Opens in your device viewer

VLCTY CAPITAL INC. (a capital pool company) MANAGEMENT’S DISCUSSION AND ANALYSIS Six Months Ended November 30, 2020

This Management’s Discussion and Analysis (“MD&A”) explains the variations in the condensed interim operating results and financial position and cash flows of VLCTY Capital Inc. (“VLCTY” or the “Company”) as of and for the three and six months ended November 30, 2020. This analysis should be read in conjunction with VLCTY’s condensed interim financial statements for the three and six months ended November 30, 2020 and related notes (the “condensed interim financial statements”). The condensed interim financial statements of VLCTY, and extracts of those condensed interim financial statements provided in this MD&A, were prepared in Canadian dollars and in accordance with International Financial Reporting Standards (“IFRS”). Readers are cautioned that this MD&A contains certain forward-looking information. Please see the “Forward Looking Statements” section below for a discussion of the use of such information in this MD&A.

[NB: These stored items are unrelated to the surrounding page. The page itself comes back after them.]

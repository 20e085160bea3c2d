//! Order and trade records held by the book and the registry.

use super::error::OrderBookError;
use rust_decimal::Decimal;
use serde::{Deserialize, Serialize};
use std::fmt;
use std::str::FromStr;

/// Unique identifier for an order.
///
/// Ids are assigned by the caller (the intake layer) and are expected to be
/// unique and strictly increasing within a process lifetime. The engine
/// never generates ids itself.
#[derive(Debug, Clone, Copy, PartialEq, Eq, Hash, PartialOrd, Ord, Serialize, Deserialize)]
#[serde(transparent)]
pub struct OrderId(pub u64);

impl fmt::Display for OrderId {
    fn fmt(&self, f: &mut fmt::Formatter<'_>) -> fmt::Result {
        write!(f, "{}", self.0)
    }
}

/// Side of an order: buy (bid) or sell (ask).
#[derive(Debug, Clone, Copy, PartialEq, Eq, Hash, Serialize, Deserialize)]
#[serde(rename_all = "UPPERCASE")]
pub enum Side {
    /// Buy order (bid)
    Buy,
    /// Sell order (ask)
    Sell,
}

impl Side {
    /// Get the opposite side
    pub fn opposite(&self) -> Self {
        match self {
            Side::Buy => Side::Sell,
            Side::Sell => Side::Buy,
        }
    }
}

impl fmt::Display for Side {
    fn fmt(&self, f: &mut fmt::Formatter<'_>) -> fmt::Result {
        match self {
            Side::Buy => write!(f, "BUY"),
            Side::Sell => write!(f, "SELL"),
        }
    }
}

impl FromStr for Side {
    type Err = OrderBookError;

    /// Parse a direction tag from the intake layer, case-insensitively.
    ///
    /// Any tag other than `BUY`/`SELL` is a contract violation by the
    /// caller and fails loudly rather than being matched on an arbitrary
    /// side.
    fn from_str(s: &str) -> Result<Self, Self::Err> {
        match s.to_ascii_uppercase().as_str() {
            "BUY" => Ok(Side::Buy),
            "SELL" => Ok(Side::Sell),
            _ => Err(OrderBookError::InvalidDirection(s.to_string())),
        }
    }
}

/// One fill event from the perspective of one order.
///
/// `order_id` is the counterparty. A single crossing event produces exactly
/// two `Trade` records, one appended to each order involved, sharing amount
/// and price but with opposite counterparty ids. The price is always the
/// resting order's limit price.
#[derive(Debug, Clone, PartialEq, Eq, Serialize, Deserialize)]
pub struct Trade {
    /// Counterparty order id
    pub order_id: OrderId,
    /// Traded amount
    pub amount: Decimal,
    /// Execution price (the resting order's limit)
    pub price: Decimal,
}

/// A limit order.
///
/// Identity fields (`id`, `timestamp`, `asset`, `side`, `price`, `amount`)
/// are set at construction and never change. `pending` starts equal to
/// `amount` and only decreases, with floor zero; `trades` is append-only.
/// Invariant: `0 <= pending <= amount` at all times.
#[derive(Debug, Clone, PartialEq, Serialize, Deserialize)]
pub struct Order {
    pub id: OrderId,
    /// Creation timestamp, RFC 3339 with offset, assigned once by the caller
    pub timestamp: String,
    pub asset: String,
    pub side: Side,
    pub price: Decimal,
    pub amount: Decimal,
    /// Unfilled remainder of `amount`
    pub pending: Decimal,
    /// Fills accumulated against this order
    pub trades: Vec<Trade>,
}

impl Order {
    /// Create a new order with `pending` initialized to the full amount.
    pub fn new(
        id: OrderId,
        timestamp: impl Into<String>,
        asset: impl Into<String>,
        side: Side,
        price: Decimal,
        amount: Decimal,
    ) -> Self {
        Self {
            id,
            timestamp: timestamp.into(),
            asset: asset.into(),
            side,
            price,
            amount,
            pending: amount,
            trades: Vec::new(),
        }
    }

    /// Whether the order has been completely filled.
    pub fn is_filled(&self) -> bool {
        self.pending.is_zero()
    }
}

/// Lifecycle state of an order as recorded in the registry.
#[derive(Debug, Clone, Copy, PartialEq, Eq, Serialize, Deserialize)]
#[serde(rename_all = "SCREAMING_SNAKE_CASE")]
pub enum OrderStatus {
    /// Resting in the book, no fills yet
    Open,
    /// Resting in the book with at least one fill
    PartiallyFilled,
    /// Completely filled (terminal)
    Filled,
    /// Canceled before being completely filled (terminal)
    Canceled,
}

impl OrderStatus {
    /// Terminal states admit no further transitions.
    pub fn is_terminal(&self) -> bool {
        matches!(self, OrderStatus::Filled | OrderStatus::Canceled)
    }
}

impl fmt::Display for OrderStatus {
    fn fmt(&self, f: &mut fmt::Formatter<'_>) -> fmt::Result {
        match self {
            OrderStatus::Open => write!(f, "OPEN"),
            OrderStatus::PartiallyFilled => write!(f, "PARTIALLY_FILLED"),
            OrderStatus::Filled => write!(f, "FILLED"),
            OrderStatus::Canceled => write!(f, "CANCELED"),
        }
    }
}

/// The registry's snapshot of an order: the order itself plus its status.
///
/// Records are immutable values; every mutation of a live order replaces
/// the whole record in the registry so concurrent readers never observe a
/// half-updated state.
#[derive(Debug, Clone, PartialEq, Serialize, Deserialize)]
pub struct OrderRecord {
    pub order: Order,
    pub status: OrderStatus,
}

impl OrderRecord {
    /// Build a record with status derived from the order's fill state.
    pub fn of(order: Order) -> Self {
        let status = if order.pending.is_zero() {
            OrderStatus::Filled
        } else if order.pending < order.amount {
            OrderStatus::PartiallyFilled
        } else {
            OrderStatus::Open
        };
        Self { order, status }
    }

    /// Build a canceled record. The order's pending amount is zeroed so the
    /// `pending == 0 <=> terminal` invariant holds for canceled orders too.
    pub fn canceled(mut order: Order) -> Self {
        order.pending = Decimal::ZERO;
        Self {
            order,
            status: OrderStatus::Canceled,
        }
    }

    /// Id of the underlying order.
    pub fn id(&self) -> OrderId {
        self.order.id
    }
}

The condensed interim financial statements include the accounts of the Company and its wholly-owned subsidiaries. All inter-company balances and transactions have been eliminated on consolidation.

The information in this report is dated as of January 29, 2021.

Amounts are stated in Canadian dollars, except per share.

CAUTION REGARDING FORWARD-LOOKING STATEMENTS

Our MD&A includes “forward-looking statements” that are subject to risks and uncertainties that may result in actual results differing from the statements we make. Certain information included or incorporated by reference in this report may contain forward-looking statements. This information may involve known and unknown risks, uncertainties, and other factors which may cause our actual results, performance, or achievements to be materially different from the future results, performance, or achievements expressed or implied by any forward-looking statements. Forward-looking statements, which involve assumptions and describe our future plans, strategies, and expectations, are generally identifiable by use of the words “may,” “will,” “should,” “expect,” “anticipate,” “estimate,” “believe,” “plan,” “intend” or “project” or the negative of these words or other variations on these words or comparable terminology. Certain risks underlying our assumptions are highlighted below; if risks materialize, or if assumptions prove otherwise to be untrue, our results will differ from those suggested by our forward-looking statements and our results and operations may be negatively affected.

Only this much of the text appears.